No sé muy bien qué es el cielo. A veces pienso que está ahí arriba, en la casa de campo de Teresa Chamorro, en la cuarta planta del Hotel Extremadura, en el puesto de fruta que Gema Galán tiene en el mercado municipal, en la camilla de la fisio Alicia Amado, o frente al ordenador de El Periódico Extremadura mientras tecleamos como afortunados fedatarios de la historia de Cáceres.

Supongo que Dios debe estar también en Mordisquitos, el bar que ha abierto Juan Manuel Femia en la Ronda del Carmen. Dicen que hay locales malditos, pero viendo lo que le ha pasado a Femia uno empieza a cavilar que las supersticiones son una gilipollez. José Manuel le ha puesto Mordisquitos a su bar porque quería huir del típico ‘Hamburguesería Pepe’. Este negocio es un sitio diverso, en él puedes ir a recoger la comida por encargo y, por supuesto, comer, cenar, beber buena cerveza, mejor vino o tomar una copa al caer la tarde. Tiene un horario diferente al resto, abre de una a cuatro y de ocho y media a once y media, o doce, según los días. Junto a Jesús Zancada gestiona este garito. Aquí preparan bocatas, sándwiches, perritos, raciones de moraga, de alitas de pollo, patatas fritas, en salsa o con carne. El espacio ha dejado de ser la cueva que caracterizaba a los anteriores y José Manuel lo ha convertido en un lugar luminoso, de moderna decoración y con logo luciendo en las camisetas. Está siendo un éxito, y no me extraña porque Mordisquitos era un personaje de la serie animada Futurama, un extraterrestre de raza nibloniana procedente del planeta Eternium. Era la cariñosa mascota de Turanga Leela que cagaba pequeñas pero super-densas pastillas redondas de materia oscura. Guardián contra los succionadores de cerebros, tenía tres ojos. Sin duda, fascinante.

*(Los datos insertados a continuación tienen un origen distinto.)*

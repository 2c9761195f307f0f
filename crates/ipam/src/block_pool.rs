/*
 * SPDX-FileCopyrightText: Copyright (c) 2021-2024 NVIDIA CORPORATION & AFFILIATES. All rights reserved.
 * SPDX-License-Identifier: LicenseRef-NvidiaProprietary
 *
 * NVIDIA CORPORATION, its affiliates and licensors retain all intellectual
 * property and proprietary rights in and to this material, related
 * documentation and any modifications thereto. Any use, reproduction,
 * disclosure or distribution of this material and related documentation
 * without an express license agreement from NVIDIA CORPORATION or
 * its affiliates is strictly prohibited.
 */
//! Per-leaf block allocation: reuse-first, carve-next, exhausted-last, as
//! laid out in spec.md section 4.4.
use crate::cidr::Cidr;
use crate::error::{IpamError, IpamResult};
use crate::model::{Block, GroupNode};

/// The result of selecting a block to allocate from within a leaf: either an
/// existing block (reused as-is, or re-tagged) or a freshly carved one.
pub(crate) enum Selection {
    Existing(usize),
    Carved(usize),
}

/// Find (and carve, if needed) a block in `leaf` suitable for `(tenant,
/// segment)`, applying the three-step policy from spec.md section 4.4:
/// reuse an already-tagged block with a free bit, else re-tag a reusable
/// (all-zero) block, else carve a new one, else fail with `Exhausted`.
pub(crate) fn select_block(
    leaf: &mut GroupNode,
    block_mask: u8,
    blackouts: &[Cidr],
    tenant: &str,
    segment: &str,
) -> IpamResult<Selection> {
    if let Some(idx) = leaf
        .blocks
        .iter()
        .position(|b| b.matches(tenant, segment) && b.bitmap.first_free().is_some())
    {
        return Ok(Selection::Existing(idx));
    }

    if let Some(idx) = leaf.blocks.iter().position(|b| b.is_reusable()) {
        let block = &mut leaf.blocks[idx];
        tracing::debug!(cidr = %block.cidr, tenant, segment, "re-tagging reusable block");
        block.re_tag(tenant.to_string(), segment.to_string());
        return Ok(Selection::Existing(idx));
    }

    loop {
        match carve_next(leaf, block_mask)? {
            Some(cidr) => {
                let mut block = Block::new(cidr, String::new(), tenant.to_string(), segment.to_string());
                mask_blackouts(&mut block, blackouts);
                let has_free = block.bitmap.first_free().is_some();
                leaf.blocks.push(block);
                let idx = leaf.blocks.len() - 1;
                if has_free {
                    tracing::info!(cidr = %leaf.blocks[idx].cidr, tenant, segment, "carved new block");
                    return Ok(Selection::Carved(idx));
                }
                // Entirely blacked out; keep it in the pool (so `carve_next`
                // doesn't re-offer it) and carve the next one instead.
                tracing::debug!(cidr = %leaf.blocks[idx].cidr, "freshly carved block is entirely blacked out, carving past it");
            }
            None => return Err(IpamError::Exhausted),
        }
    }
}

/// The next not-yet-carved `block_mask`-sized CIDR within `leaf`'s address
/// space, in ascending order across `leaf`'s (possibly several, if this
/// group absorbed a non-power-of-two remainder) component CIDRs.
fn carve_next(leaf: &GroupNode, block_mask: u8) -> IpamResult<Option<Cidr>> {
    let already_carved = leaf.blocks.len();
    let mut seen = 0usize;
    for cidr in &leaf.cidrs {
        let candidates = cidr.iterate_children(block_mask)?;
        if already_carved < seen + candidates.len() {
            return Ok(Some(candidates[already_carved - seen]));
        }
        seen += candidates.len();
    }
    Ok(None)
}

/// Pre-mask every offset in `block` that falls under a registered blackout,
/// so those addresses can never be handed out even though the block itself
/// is otherwise usable.
pub(crate) fn mask_blackouts(block: &mut Block, blackouts: &[Cidr]) {
    for blackout in blackouts {
        if !block.cidr.overlaps(blackout) {
            continue;
        }
        for offset in 0..block.bitmap.len() {
            let ip = block.cidr.offset_to_ip(offset as u128).expect("offset within block");
            if blackout.contains(&Cidr::host_route(ip)) {
                block.bitmap.set(offset);
                block.masked.set(offset);
            }
        }
    }
}

#[cfg(test)]
mod tests {
    use super::*;
    use std::collections::BTreeMap;

    fn leaf(cidrs: Vec<Cidr>) -> GroupNode {
        GroupNode {
            name: None,
            cidrs,
            assignment: BTreeMap::new(),
            parent: Some(0),
            children: Vec::new(),
            hosts: Vec::new(),
            blocks: Vec::new(),
        }
    }

    #[test]
    fn reuse_then_carve_then_exhausted() {
        let mut g = leaf(vec![Cidr::parse("10.0.0.0/29").unwrap()]);
        for _ in 0..2 {
            match select_block(&mut g, 30, &[], "ten1", "seg1").unwrap() {
                Selection::Carved(_) => {}
                Selection::Existing(_) => panic!("expected a fresh carve"),
            }
        }
        assert_eq!(g.blocks.len(), 2);
        let err = select_block(&mut g, 30, &[], "ten1", "seg1").unwrap_err();
        assert!(matches!(err, IpamError::Exhausted));
    }

    #[test]
    fn reusable_block_is_re_tagged_not_carried_over() {
        let mut g = leaf(vec![Cidr::parse("10.0.0.0/30").unwrap()]);
        match select_block(&mut g, 30, &[], "ten1", "seg1").unwrap() {
            Selection::Carved(idx) => {
                g.blocks[idx].bitmap.set(0);
            }
            _ => unreachable!(),
        }
        g.blocks[0].bitmap.clear(0);
        assert!(g.blocks[0].is_reusable());
        match select_block(&mut g, 30, &[], "ten2", "seg2").unwrap() {
            Selection::Existing(idx) => {
                assert_eq!(idx, 0);
                assert_eq!(g.blocks[0].tenant, "ten2");
                assert_eq!(g.blocks[0].segment, "seg2");
            }
            Selection::Carved(_) => panic!("only one block's worth of space exists"),
        }
    }
}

Retomando el tema de la hostelería hay que decir que la ciudad tiene un filón en este sector, y buen ejemplo de ello es Bos, el restaurante tapería propiedad de la familia Rey Corchado, situado en la calle Maestro Sánchez Garrido y que yo siempre llamaré El Adarve. Por cierto, nos hemos quedado con las ganas de ver por Cáceres a Koke, que visitó el Gloss Lounge de la plaza Mayor de Trujillo. El futbolista está en el Atlético de Madrid, ese club que es como Dios: cuando se cae, siempre se levanta. Amén.